* Problem description
Go through the entries below and copy every line that holds the word "offset".

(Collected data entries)
★ ★ ★ ★ ★
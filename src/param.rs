//! Waveforms, low-frequency oscillators and modulated parameters.
//!
//! An [`Lfo`] is not a graph node: it never produces audible output, it only
//! moves a parameter of the node that owns it. A [`Param`] is a base value
//! plus any number of LFOs summed on top of it, which is how a gain stage is
//! made to swell or an oscillator is made to wobble.

/// Periodic waveform shapes
#[derive(Clone, Copy, Debug, PartialEq, Eq)]
pub enum Waveform {
    Sine,
    Triangle,
    Square,
    Sawtooth,
}

impl Waveform {
    /// Value of the waveform at `phase` (0.0..1.0), in -1.0..=1.0.
    ///
    /// Every shape starts at zero (or its rising edge) at phase 0.
    #[inline]
    pub fn at(self, phase: f32) -> f32 {
        match self {
            Waveform::Sine => (phase * core::f32::consts::TAU).sin(),
            Waveform::Triangle => {
                let t = (phase + 0.25).fract();
                1.0 - 4.0 * (t - 0.5).abs()
            }
            Waveform::Square => {
                if phase < 0.5 {
                    1.0
                } else {
                    -1.0
                }
            }
            Waveform::Sawtooth => 2.0 * phase - 1.0,
        }
    }
}

/// A low-frequency oscillator modulating a parameter.
#[derive(Clone, Copy, Debug)]
pub struct Lfo {
    waveform: Waveform,
    frequency: f32,
    depth: f32,
    /// Kept in f64: sub-hertz steps are only a few f32 ulps wide
    phase: f64,
}

impl Lfo {
    /// Create an LFO swinging `±depth` around zero at `frequency` Hz.
    pub fn new(waveform: Waveform, frequency: f32, depth: f32) -> Self {
        Self {
            waveform,
            frequency: frequency.max(0.0),
            depth,
            phase: 0.0,
        }
    }

    pub fn sine(frequency: f32, depth: f32) -> Self {
        Self::new(Waveform::Sine, frequency, depth)
    }

    pub fn triangle(frequency: f32, depth: f32) -> Self {
        Self::new(Waveform::Triangle, frequency, depth)
    }

    /// Start at a given phase offset (0.0..1.0)
    pub fn with_phase(mut self, phase: f32) -> Self {
        self.phase = phase.rem_euclid(1.0) as f64;
        self
    }

    #[inline]
    pub fn frequency(&self) -> f32 {
        self.frequency
    }

    #[inline]
    pub fn depth(&self) -> f32 {
        self.depth
    }

    /// Current value, then advance by one sample.
    #[inline]
    pub fn tick(&mut self, sample_rate: u32) -> f32 {
        let value = self.waveform.at(self.phase as f32) * self.depth;
        self.phase += self.frequency as f64 / sample_rate as f64;
        self.phase -= self.phase.floor();
        value
    }
}

/// A parameter value with additive LFO modulation.
#[derive(Clone, Debug, Default)]
pub struct Param {
    base: f32,
    modulators: Vec<Lfo>,
}

impl Param {
    pub fn new(base: f32) -> Self {
        Self {
            base,
            modulators: Vec::new(),
        }
    }

    pub fn with_lfo(mut self, lfo: Lfo) -> Self {
        self.modulators.push(lfo);
        self
    }

    #[inline]
    pub fn base(&self) -> f32 {
        self.base
    }

    pub fn set_base(&mut self, base: f32) {
        self.base = base;
    }

    pub fn lfos(&self) -> &[Lfo] {
        &self.modulators
    }

    #[inline]
    pub fn is_modulated(&self) -> bool {
        !self.modulators.is_empty()
    }

    /// Base plus the sum of all modulators, advancing each by one sample.
    #[inline]
    pub fn tick(&mut self, sample_rate: u32) -> f32 {
        let mut value = self.base;
        for lfo in self.modulators.iter_mut() {
            value += lfo.tick(sample_rate);
        }
        value
    }
}

/// Frequency ratio for a pitch offset in cents.
#[inline]
pub fn cents_to_ratio(cents: f32) -> f32 {
    (cents / 1200.0).exp2()
}

#[cfg(test)]
mod tests {
    use super::*;

    #[test]
    fn waveforms_start_at_zero_and_stay_in_range() {
        for wave in [Waveform::Sine, Waveform::Triangle] {
            assert!(wave.at(0.0).abs() < 1e-6, "{:?}", wave);
            for i in 0..100 {
                let v = wave.at(i as f32 / 100.0);
                assert!((-1.0..=1.0).contains(&v));
            }
        }
        assert!((Waveform::Triangle.at(0.25) - 1.0).abs() < 1e-6);
        assert!((Waveform::Triangle.at(0.75) + 1.0).abs() < 1e-6);
    }

    #[test]
    fn square_and_sawtooth_shapes() {
        assert_eq!(Waveform::Square.at(0.0), 1.0);
        assert_eq!(Waveform::Square.at(0.49), 1.0);
        assert_eq!(Waveform::Square.at(0.5), -1.0);
        assert_eq!(Waveform::Sawtooth.at(0.0), -1.0);
        assert!(Waveform::Sawtooth.at(0.5).abs() < 1e-6);
        assert!(Waveform::Sawtooth.at(0.99) > 0.97);
    }

    #[test]
    fn slow_lfo_keeps_its_rate() {
        // 10 s of the ocean's slowest swell at 48 kHz
        let mut lfo = Lfo::triangle(0.015, 0.15);
        for _ in 0..480_000 {
            lfo.tick(48_000);
        }
        assert!((lfo.phase - 0.15).abs() < 1e-6, "phase {}", lfo.phase);
    }

    #[test]
    fn param_sums_modulators_on_base() {
        let mut p = Param::new(0.5)
            .with_lfo(Lfo::sine(1.0, 0.2).with_phase(0.25))
            .with_lfo(Lfo::triangle(1.0, 0.1).with_phase(0.25));
        // both LFOs at their peak
        assert!((p.tick(48_000) - 0.8).abs() < 1e-4);
    }

    #[test]
    fn lfo_completes_a_cycle_at_its_frequency() {
        let mut lfo = Lfo::sine(2.0, 1.0);
        let rate = 1000;
        let values: Vec<f32> = (0..rate / 2).map(|_| lfo.tick(rate)).collect();
        // half a second at 2 Hz is exactly one cycle
        assert!(lfo.tick(rate).abs() < 1e-3);
        let max = values.iter().cloned().fold(f32::MIN, f32::max);
        assert!((max - 1.0).abs() < 1e-3);
    }

    #[test]
    fn cents_ratio() {
        assert!((cents_to_ratio(1200.0) - 2.0).abs() < 1e-6);
        assert!((cents_to_ratio(0.0) - 1.0).abs() < 1e-6);
        assert!(cents_to_ratio(2.0) > 1.0 && cents_to_ratio(2.0) < 1.0012);
    }
}
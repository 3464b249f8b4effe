//! calmwave - procedural relaxation soundscapes on a message-passing audio graph
//!
//! Design principles:
//! - Every sound is synthesized: noise loops, oscillators and filters, no samples
//! - One engine owns the graph; nodes receive parameters via message ring buffers
//! - Everything a sound builds belongs to its voice and is torn down with it
//! - At most one sound plays at a time, enforced by [`PlaybackController`]
//! - CPAL devices are discoverable, sinks are just nodes
//!
//! ```
//! use calmwave::{AudioEngine, EngineConfig, PlaybackController, SoundId};
//! use calmwave::nodes::RtrbSink;
//!
//! let (producer, mut consumer) = rtrb::RingBuffer::new(8192);
//! let engine = AudioEngine::new(EngineConfig::default())?.with_output(RtrbSink::stereo(producer));
//! let mut player = PlaybackController::new(engine);
//!
//! player.play(SoundId::Ocean)?;
//! player.set_volume(0.4)?;
//! for _ in 0..32 {
//!     player.process();
//!     while consumer.pop().is_ok() {}
//! }
//! player.stop();
//! # Ok::<(), calmwave::EngineError>(())
//! ```

mod node;
mod graph;
mod engine;
mod voice;
mod config;
mod error;
mod controller;
#[cfg(feature = "cpal_sink")]
mod device;

pub mod param;
pub mod noise;
pub mod nodes;
pub mod sounds;

pub use node::{AudioNode, ProcessContext, NodeId, BLOCK_SIZE};
pub use engine::{AudioEngine, Handle, EngineStats};
pub use voice::{VoiceBuilder, VoiceId, TeardownReport, NodeRef, TimerCallback};
pub use config::EngineConfig;
pub use error::EngineError;
pub use controller::{PlaybackController, PlaybackState, PlaybackStatus, SleepTimer};
pub use sounds::{SoundId, SoundDescriptor, HardwareHint};
#[cfg(feature = "cpal_sink")]
pub use device::CpalDevice;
★ ★ ★ ★ ★
* Response to this task
    /// Start at a given phase offset (0.0..1.0)
/// Frequency ratio for a pitch offset in cents.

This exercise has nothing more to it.